=== Begin Enclosure ===
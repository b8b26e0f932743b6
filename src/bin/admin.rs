//! CLI administration tool for shorten-api.
//!
//! Inspects codes and configuration without going through the HTTP API.
//!
//! # Usage
//!
//! ```bash
//! # Code for the pair [origin length, record id]
//! cargo run --bin admin -- encode 23 1
//!
//! # Pair behind a code
//! cargo run --bin admin -- decode 86Rf07
//!
//! # Validate and print the environment configuration
//! cargo run --bin admin -- config
//!
//! # Check database connection
//! cargo run --bin admin -- db check
//! ```
//!
//! Reads the same environment variables (and `.env`) as the server, so codes
//! match what the running service issues.

use shorten_api::config::{self, Config, mask_connection_string};
use shorten_api::domain::repositories::UrlRepository;
use shorten_api::infrastructure::persistence::PgUrlRepository;

use anyhow::{Context, Result};
use clap::{Parser, Subcommand};
use colored::*;
use sqlx::PgPool;
use std::sync::Arc;

/// CLI tool for managing shorten-api.
#[derive(Parser)]
#[command(name = "admin")]
#[command(author, version, about, long_about = None)]
struct Cli {
    #[command(subcommand)]
    command: Commands,
}

/// Top-level commands.
#[derive(Subcommand)]
enum Commands {
    /// Print the code for an [origin length, record id] pair
    Encode {
        /// Length of the origin URL in characters
        length: u64,

        /// Record id
        id: u64,
    },

    /// Print the [origin length, record id] pair behind a code
    Decode {
        /// Short code or full short URL
        code: String,
    },

    /// Validate the environment configuration and print a summary
    Config,

    /// Database operations
    Db {
        #[command(subcommand)]
        action: DbAction,
    },
}

/// Database operation subcommands.
#[derive(Subcommand)]
enum DbAction {
    /// Check database connection
    Check,
}

#[tokio::main]
async fn main() -> Result<()> {
    // Load environment variables from .env file
    dotenvy::dotenv().ok();

    let cli = Cli::parse();

    match cli.command {
        Commands::Encode { length, id } => encode(&config::load_from_env()?, length, id)?,
        Commands::Decode { code } => decode(&config::load_from_env()?, &code)?,
        Commands::Config => show_config()?,
        Commands::Db { action } => handle_db_action(action).await?,
    }

    Ok(())
}

fn encode(config: &Config, length: u64, id: u64) -> Result<()> {
    let codec = config.build_codec()?;
    let code = codec
        .encode(&[length, id])
        .context("Failed to encode pair")?;

    println!("{}", code.bright_yellow().bold());
    Ok(())
}

fn decode(config: &Config, input: &str) -> Result<()> {
    let codec = config.build_codec()?;
    let code = shorten_api::utils::url_validator::short_code(input);

    match codec.decode(code).as_deref() {
        Some(&[length, id]) => {
            println!("{}", "Decoded".green().bold());
            println!("  Origin length: {}", length.to_string().cyan());
            println!("  Record id:     {}", id.to_string().cyan());
        }
        Some(numbers) => {
            println!(
                "{} {:?}",
                "Decodes to an unexpected sequence:".yellow(),
                numbers
            );
        }
        None => {
            println!(
                "{}",
                format!("'{code}' is not a valid code for this alphabet").red()
            );
            std::process::exit(1);
        }
    }

    Ok(())
}

fn show_config() -> Result<()> {
    let config = Config::from_env()?;

    println!("{}", "Configuration".bright_blue().bold());
    println!();
    println!("  Listen:        {}", config.listen_addr.bright_white());
    println!("  Domain:        {}", config.domain_name.bright_white());
    println!(
        "  Base URL:      {}",
        config.base_url.as_deref().unwrap_or("(from request)").bright_white()
    );
    println!(
        "  Alphabet:      {} characters, min length {}",
        config.secret_alphabet.len(),
        config.code_min_length
    );
    println!(
        "  Database:      {}",
        config
            .database_url
            .as_deref()
            .map(mask_connection_string)
            .unwrap_or_else(|| "in-memory".to_string())
            .bright_white()
    );
    if config.abuse_enabled {
        println!(
            "  Throttle:      {} / {}s",
            config.throttle_limit, config.throttle_period_secs
        );
        println!(
            "  Ban:           after {} rejections / {}s, for {}s",
            config.ban_max_retry, config.ban_find_time_secs, config.ban_time_secs
        );
    } else {
        println!("  Abuse protection: {}", "disabled".yellow());
    }
    println!();

    match config.validate() {
        Ok(()) => println!("{}", "Configuration is valid".green().bold()),
        Err(e) => {
            println!("{} {:#}", "Configuration is invalid:".red().bold(), e);
            std::process::exit(1);
        }
    }

    Ok(())
}

/// Dispatches database commands.
async fn handle_db_action(action: DbAction) -> Result<()> {
    let config = config::load_from_env()?;
    let database_url = config
        .database_url
        .context("DATABASE_URL or DB_* must be set")?;

    match action {
        DbAction::Check => {
            println!("{}", "Checking database connection...".bright_blue());

            let pool = PgPool::connect(&database_url)
                .await
                .context("Failed to connect to database")?;
            let repo = PgUrlRepository::new(Arc::new(pool));
            repo.ping()
                .await
                .map_err(|e| anyhow::anyhow!("Database check failed: {}", e))?;

            println!("{}", "Database connection OK".green().bold());
        }
    }

    Ok(())
}
//! Business logic services for the application layer.

pub mod shorten_service;

pub use shorten_service::ShortenService;
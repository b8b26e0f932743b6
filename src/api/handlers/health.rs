//! Handler for health check endpoint.

use axum::{Json, extract::State, http::StatusCode};

use crate::api::dto::health::{CheckStatus, HealthChecks, HealthResponse};
use crate::state::AppState;

/// Returns service health status with component checks.
///
/// # Endpoint
///
/// `GET /up`
///
/// # Response Codes
///
/// - **200 OK**: Storage reachable
/// - **503 Service Unavailable**: Storage unreachable
///
/// # Response
///
/// ```json
/// {
///   "status": "healthy",
///   "version": "0.1.0",
///   "checks": {
///     "database": { "status": "ok" }
///   }
/// }
/// ```
pub async fn health_handler(
    State(state): State<AppState>,
) -> Result<Json<HealthResponse>, (StatusCode, Json<HealthResponse>)> {
    let db_check = check_database(&state).await;
    let healthy = db_check.status == "ok";

    let response = HealthResponse {
        status: if healthy { "healthy" } else { "degraded" }.to_string(),
        version: env!("CARGO_PKG_VERSION").to_string(),
        checks: HealthChecks { database: db_check },
    };

    if healthy {
        Ok(Json(response))
    } else {
        Err((StatusCode::SERVICE_UNAVAILABLE, Json(response)))
    }
}

async fn check_database(state: &AppState) -> CheckStatus {
    match state.shorten_service.repository().ping().await {
        Ok(()) => CheckStatus {
            status: "ok".to_string(),
            message: None,
        },
        Err(e) => CheckStatus {
            status: "error".to_string(),
            message: Some(format!("Database error: {}", e)),
        },
    }
}
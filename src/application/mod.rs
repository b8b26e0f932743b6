//! Application layer services implementing business logic.
//!
//! Services coordinate the codec and the storage contract and give HTTP
//! handlers a small API.
//!
//! - [`services::shorten_service::ShortenService`] - Encode and decode use cases

pub mod services;
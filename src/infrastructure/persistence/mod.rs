//! Repository implementations.
//!
//! - [`PgUrlRepository`] - PostgreSQL storage via SQLx
//! - [`InMemoryUrlRepository`] - process-local fallback when no database is configured

pub mod memory_url_repository;
pub mod pg_url_repository;

pub use memory_url_repository::InMemoryUrlRepository;
pub use pg_url_repository::PgUrlRepository;
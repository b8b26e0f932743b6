//! Time source for window and ban arithmetic.

use chrono::{DateTime, TimeDelta, Utc};
use std::sync::atomic::{AtomicI64, Ordering};

/// Supplies the current time to the abuse-prevention layer.
pub trait Clock: Send + Sync {
    fn now(&self) -> DateTime<Utc>;
}

/// Wall clock.
#[derive(Debug, Default, Clone, Copy)]
pub struct SystemClock;

impl Clock for SystemClock {
    fn now(&self) -> DateTime<Utc> {
        Utc::now()
    }
}

/// Clock that only moves when told to.
///
/// Lets tests walk through window resets and ban expiry without sleeping.
#[derive(Debug)]
pub struct ManualClock {
    millis: AtomicI64,
}

impl ManualClock {
    pub fn new(start: DateTime<Utc>) -> Self {
        Self {
            millis: AtomicI64::new(start.timestamp_millis()),
        }
    }

    pub fn advance(&self, by: TimeDelta) {
        self.millis.fetch_add(by.num_milliseconds(), Ordering::SeqCst);
    }

    pub fn set(&self, to: DateTime<Utc>) {
        self.millis.store(to.timestamp_millis(), Ordering::SeqCst);
    }
}

impl Default for ManualClock {
    fn default() -> Self {
        Self::new(DateTime::<Utc>::UNIX_EPOCH + TimeDelta::days(20_000))
    }
}

impl Clock for ManualClock {
    fn now(&self) -> DateTime<Utc> {
        DateTime::from_timestamp_millis(self.millis.load(Ordering::SeqCst)).unwrap_or_default()
    }
}
//! Per-client throttling and blocklist middleware.

use axum::{
    extract::{ConnectInfo, Request, State},
    middleware::Next,
    response::{IntoResponse, Response},
};
use std::net::SocketAddr;
use tracing::{error, warn};

use crate::abuse::{AbuseResponse, Decision};
use crate::state::AppState;
use crate::utils::request_origin::client_ip;

/// Gatekeeps every request before routing.
///
/// # Flow
///
/// 1. Identify the client (peer IP, or forwarded headers behind a proxy)
/// 2. Reject banned clients with `403 Forbidden`
/// 3. Reject clients over their window with `429 Too Many Requests`;
///    enough of these within the find-time window bans the client
/// 4. Otherwise continue to the handler
///
/// Passes everything through when abuse protection is disabled.
///
/// # Example
///
/// ```rust,ignore
/// let app = Router::new()
///     .merge(api::routes::public_routes())
///     .layer(middleware::from_fn_with_state(state.clone(), abuse::layer));
/// ```
pub async fn layer(State(st): State<AppState>, req: Request, next: Next) -> Response {
    let Some(gatekeeper) = st.gatekeeper.as_ref() else {
        return next.run(req).await;
    };

    let peer = req
        .extensions()
        .get::<ConnectInfo<SocketAddr>>()
        .map(|ConnectInfo(addr)| addr.ip());
    let ip = client_ip(req.headers(), peer, st.behind_proxy);

    let decision = gatekeeper.check(&ip);
    let Some(rejection) = decision.rejection() else {
        return next.run(req).await;
    };

    let path = req.uri().path();
    match decision {
        Decision::Banned { until } => {
            error!(%ip, path, rule = "blocklist", %until, "Rejected banned client");
            metrics::counter!("abuse_rejections_total", "rule" => "blocklist").increment(1);
        }
        Decision::Throttled {
            limit,
            retry_after,
            banned_until,
            ..
        } => {
            warn!(%ip, path, rule = "throttle", limit, retry_after, "Throttled client");
            metrics::counter!("abuse_rejections_total", "rule" => "throttle").increment(1);

            if let Some(until) = banned_until {
                warn!(%ip, %until, "Client banned after repeated throttling");
                metrics::counter!("abuse_bans_total").increment(1);
            }
        }
        Decision::Allowed { .. } => {}
    }

    AbuseResponse::from_rejection(rejection).into_response()
}
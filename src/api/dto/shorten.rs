//! DTOs for the encode and decode endpoints.

use serde::{Deserialize, Deserializer, Serialize};
use validator::Validate;

/// Request to shorten an origin URL.
#[derive(Debug, Default, Deserialize, Validate)]
pub struct EncodeRequest {
    /// The URL to shorten. Surrounding whitespace is dropped; a missing or
    /// `null` field reads as blank.
    #[serde(default, deserialize_with = "trimmed")]
    #[validate(custom(function = "crate::utils::url_validator::validate_origin_url"))]
    pub url: String,
}

/// Request to resolve a short URL.
#[derive(Debug, Default, Deserialize)]
pub struct DecodeRequest {
    /// Full short URL, e.g. `http://localhost/86Rf07`.
    #[serde(default, deserialize_with = "trimmed")]
    pub url: String,
}

#[derive(Debug, Serialize, Deserialize)]
pub struct EncodeResponse {
    pub short_url: String,
}

#[derive(Debug, Serialize, Deserialize)]
pub struct DecodeResponse {
    pub origin_url: String,
}

fn trimmed<'de, D>(deserializer: D) -> Result<String, D::Error>
where
    D: Deserializer<'de>,
{
    let value = Option::<String>::deserialize(deserializer)?;
    Ok(value.map(|v| v.trim().to_string()).unwrap_or_default())
}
=== End Enclosure ===
## ACTIVITY
Within the listing above, locate the line containing "pub fn new(start: DateTime<Utc>)" and the line containing "impl Default for". Reproduce those two lines and all lines between them exactly, with nothing added.

## REPLY
    pub fn new(start: DateTime<Utc>) -> Self {
        Self {
            millis: AtomicI64::new(start.timestamp_millis()),
        }
    }

    pub fn advance(&self, by: TimeDelta) {
        self.millis.fetch_add(by.num_milliseconds(), Ordering::SeqCst);
    }

    pub fn set(&self, to: DateTime<Utc>) {
        self.millis.store(to.timestamp_millis(), Ordering::SeqCst);
    }
}

impl Default for ManualClock {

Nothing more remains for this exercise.